Success Metric: a moving targets

There are scenarios where people stop trusting a metric and start moving to another metric which seems trustworthy. The Mobile Ad industry moved from Cost Per Impression to Cost per click to Cost per acquisition to Cost per App Open or Cost of an engaged user after 7 days in search for a better metric that would justify ROI for advertisers. This shift occurred because advertisers would see a spurt of growth when money was spent and then a massive drop off when they stopped spending money. Only when they stopped spending money blindly did they realise it was wasteful. As such if one were to look at the Indian ecosystem, for the last 5 years, growth was fueled by massive discounts and cash backs, and when the money stopped flowing so did the growth. A lot of arguments were made as to why this happened, but if someone was just looking at more than one single metric as the metric of success, they might have seen the signs.

Single Success Metric?

Retention is an important metric, it almost defines if your product has failed or succeed. But as such it does not say a lot, it may tell you had retained 40% of your users, but won't tell you why you retained them and who the users are. Nor does it tell you how engaged your users are? Did they convert? Did they have multiple sessions? How many times in the particular week did they come?

Counter Dimensions

Churn is a counter metric to acquisition, the problem with churn is it is relatively lagging indicator. Another counter metric to acquisition is activation, which in fact itself is a leading indicator of churn, users who don't activation will churn. In such scenarios it would be good to look at what we call counter dimensions. A great counter dimension to acquisition is Sessions on Day-Zero (unless you are a utility app which is not really needed to be used more than once a day, in such case try Day-2 Sessions or Week-Zero Sessions.Number of sessions new users are doing

Day - 0 Sessions

This chart maps your acquisitions to the number of sessions they had on Day-0, any change in the trend of this graph signals future growth or churn. If the number of users doing a single session starts to go up, you may experience higher churn in the future. On the other and if the percentage of users with 5+ sessions on Day-0 is growing your Acquisition and Activation is working very well.

Removing Vanity

Counter dimensions also remove the vanity out of metric. Previously, we mentioned how we strongly believe time spent, in itself, is a vanity metric, but if you split time spent by purchase count you get to see a whole different picture of the metric. The same can be said about DAUs. DAUs tell you that you had X users active on that day, nothing more, nothing less. But if you were to split your DAUs by user recency you get a different picture. Take the 2 DAU graphs below for example, both have the same Daily users and DAU is growing. But if you break down both the graphs by user recency, you get 2 totally different insights.

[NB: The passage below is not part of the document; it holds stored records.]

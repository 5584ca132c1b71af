//! Sequential exclusion pass.

use polars::prelude::DataFrame;
use sift_model::{ExclusionRule, GlobalConfig};
use tracing::{debug, info, info_span, warn};

use crate::error::Result;
use crate::evaluator::{evaluate_rule, prepare_rule};
use crate::progress::{NoProgress, Progress, ProgressSink};
use crate::warning::EngineWarning;

/// What one enabled rule did to the working copy.
#[derive(Debug, Clone, PartialEq)]
pub struct RuleStep {
    /// Index of the rule in the caller's list, disabled rules included.
    pub position: usize,
    pub label: String,
    pub rows_before: usize,
    pub rows_removed: usize,
    pub warnings: Vec<EngineWarning>,
}

impl RuleStep {
    pub fn rows_after(&self) -> usize {
        self.rows_before - self.rows_removed
    }
}

/// Result of [`apply_filters`].
#[derive(Debug, Clone)]
pub struct FilterOutcome {
    /// Rows that survived every rule, in input order.
    pub data: DataFrame,
    pub rows_in: usize,
    /// One entry per enabled rule, in application order.
    pub steps: Vec<RuleStep>,
}

impl FilterOutcome {
    pub fn rows_out(&self) -> usize {
        self.data.height()
    }

    pub fn rows_removed(&self) -> usize {
        self.rows_in - self.rows_out()
    }

    pub fn warnings(&self) -> impl Iterator<Item = &EngineWarning> {
        self.steps.iter().flat_map(|step| step.warnings.iter())
    }
}

/// Applies the enabled rules in order, each to the rows the previous ones kept.
///
/// The input frame is not modified.
pub fn apply_filters(
    df: &DataFrame,
    rules: &[ExclusionRule],
    config: &GlobalConfig,
) -> Result<FilterOutcome> {
    apply_filters_with_progress(df, rules, config, &mut NoProgress)
}

/// [`apply_filters`] with a notification after every applied rule.
pub fn apply_filters_with_progress(
    df: &DataFrame,
    rules: &[ExclusionRule],
    config: &GlobalConfig,
    progress: &mut impl ProgressSink,
) -> Result<FilterOutcome> {
    let span = info_span!("filter", rules = rules.len());
    let _guard = span.enter();

    let enabled: Vec<(usize, &ExclusionRule)> = rules
        .iter()
        .enumerate()
        .filter(|(_, rule)| rule.enabled)
        .collect();
    let total = enabled.len();
    let rows_in = df.height();
    let mut working = df.clone();
    let mut steps = Vec::with_capacity(total);

    for (done, (position, rule)) in enabled.into_iter().enumerate() {
        let label = rule.label();
        let rows_before = working.height();

        prepare_rule(&mut working, rule, config)?;
        let evaluation = evaluate_rule(&working, rule, config);
        let rows_removed = evaluation.mask.count();
        if rows_removed > 0 {
            working = working.filter(&evaluation.mask.invert().to_chunked())?;
        }

        for warning in &evaluation.warnings {
            warn!(rule = %label, "{warning}");
        }
        debug!(rule = %label, rows_before, rows_removed, "applied rule");

        steps.push(RuleStep {
            position,
            label: label.clone(),
            rows_before,
            rows_removed,
            warnings: evaluation.warnings,
        });
        progress.report(Progress {
            completed: done + 1,
            total,
            label,
        });
    }

    info!(
        rows_in,
        rows_out = working.height(),
        applied = total,
        "filter pass complete"
    );

    Ok(FilterOutcome {
        data: working,
        rows_in,
        steps,
    })
}
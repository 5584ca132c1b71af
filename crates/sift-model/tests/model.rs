//! Tests for sift-model types.

use sift_model::{
    AgeRange, CompoundLogic, ConditionalGate, ExclusionRule, GlobalConfig, ModelError, Operator,
    StratificationRequest,
};

#[test]
fn rule_deserializes_with_defaults_and_aliases() {
    let json = r#"{
        "columns": "Hemo.OBSSV; Hemo.OBSSB",
        "primary": { "operator": "Not equal to", "operand": "empty" }
    }"#;
    let rule: ExclusionRule = serde_json::from_str(json).expect("deserialize rule");

    assert!(rule.enabled);
    assert_eq!(rule.columns.len(), 2);
    assert_eq!(rule.primary.operator, Operator::Neq);
    assert!(rule.compound.is_none());
    assert!(rule.gate.is_none());
}

#[test]
fn rule_with_compound_and_gate_round_trips() {
    let rule = ExclusionRule::on("TSH.TSH", Operator::Gt, "10")
        .unwrap()
        .with_compound(CompoundLogic::Or, Operator::Lt, "0,01")
        .with_gate(
            ConditionalGate::age(AgeRange::pair(Operator::Gte, "18", Operator::Lte, "65"))
                .with_category("F"),
        );

    let json = serde_json::to_string(&rule).expect("serialize rule");
    let round: ExclusionRule = serde_json::from_str(&json).expect("deserialize rule");
    assert_eq!(round, rule);
}

#[test]
fn unknown_operator_is_rejected_at_the_boundary() {
    let json = r#"{ "columns": "Idade", "primary": { "operator": "~", "operand": "75" } }"#;
    let err = serde_json::from_str::<ExclusionRule>(json).unwrap_err();
    assert!(err.to_string().contains("unknown operator '~'"));
}

#[test]
fn empty_column_spec_is_rejected_at_the_boundary() {
    let json = r#"{ "columns": " ; ", "primary": { "operator": ">", "operand": "75" } }"#;
    let err = serde_json::from_str::<ExclusionRule>(json).unwrap_err();
    assert!(err.to_string().contains(&ModelError::EmptyColumnSpec.to_string()));
}

#[test]
fn simple_rule_serializes_to_symbols() {
    let rule = ExclusionRule::on("Idade", Operator::Gt, "75").unwrap();
    insta::assert_json_snapshot!(rule, @r#"
    {
      "enabled": true,
      "columns": "Idade",
      "primary": {
        "operator": ">",
        "operand": "75"
      },
      "compound": null,
      "gate": null
    }
    "#);
}

#[test]
fn stratification_request_deserializes() {
    let json = r#"{
        "age_rules": [
            { "first": { "operator": ">=", "value": "0" }, "second": { "operator": "<", "value": "18" } },
            { "first": { "operator": ">", "value": "75" } }
        ],
        "category_rules": [ { "value": "Male" }, { "value": "Female" } ]
    }"#;
    let request: StratificationRequest = serde_json::from_str(json).expect("deserialize request");

    assert_eq!(request.age_rules.len(), 2);
    assert_eq!(request.age_rules[1].second, None);
    assert_eq!(request.planned_strata(), 4);
}

#[test]
fn global_config_deserializes() {
    let json = r#"{ "age_column": "Idade", "category_column": "Sexo" }"#;
    let config: GlobalConfig = serde_json::from_str(json).expect("deserialize config");
    assert_eq!(config, GlobalConfig::new("Idade", "Sexo"));
}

DAU driven by acquisitions

DAU driven by retention

The first chart has DAUs growing purely driven by new acquisitions, which also means that churn is high. The next one on the other hand has lower growth of new users but has very good retention.

At times counter dimensions become just required dimensions, this is one of the reasons companies tend to split revenue by new and old users, A great example is given in the tweet by Grofers CEO, Albinder Dhindsa

It just goes to show that old users are spending more on the App when compared to new users.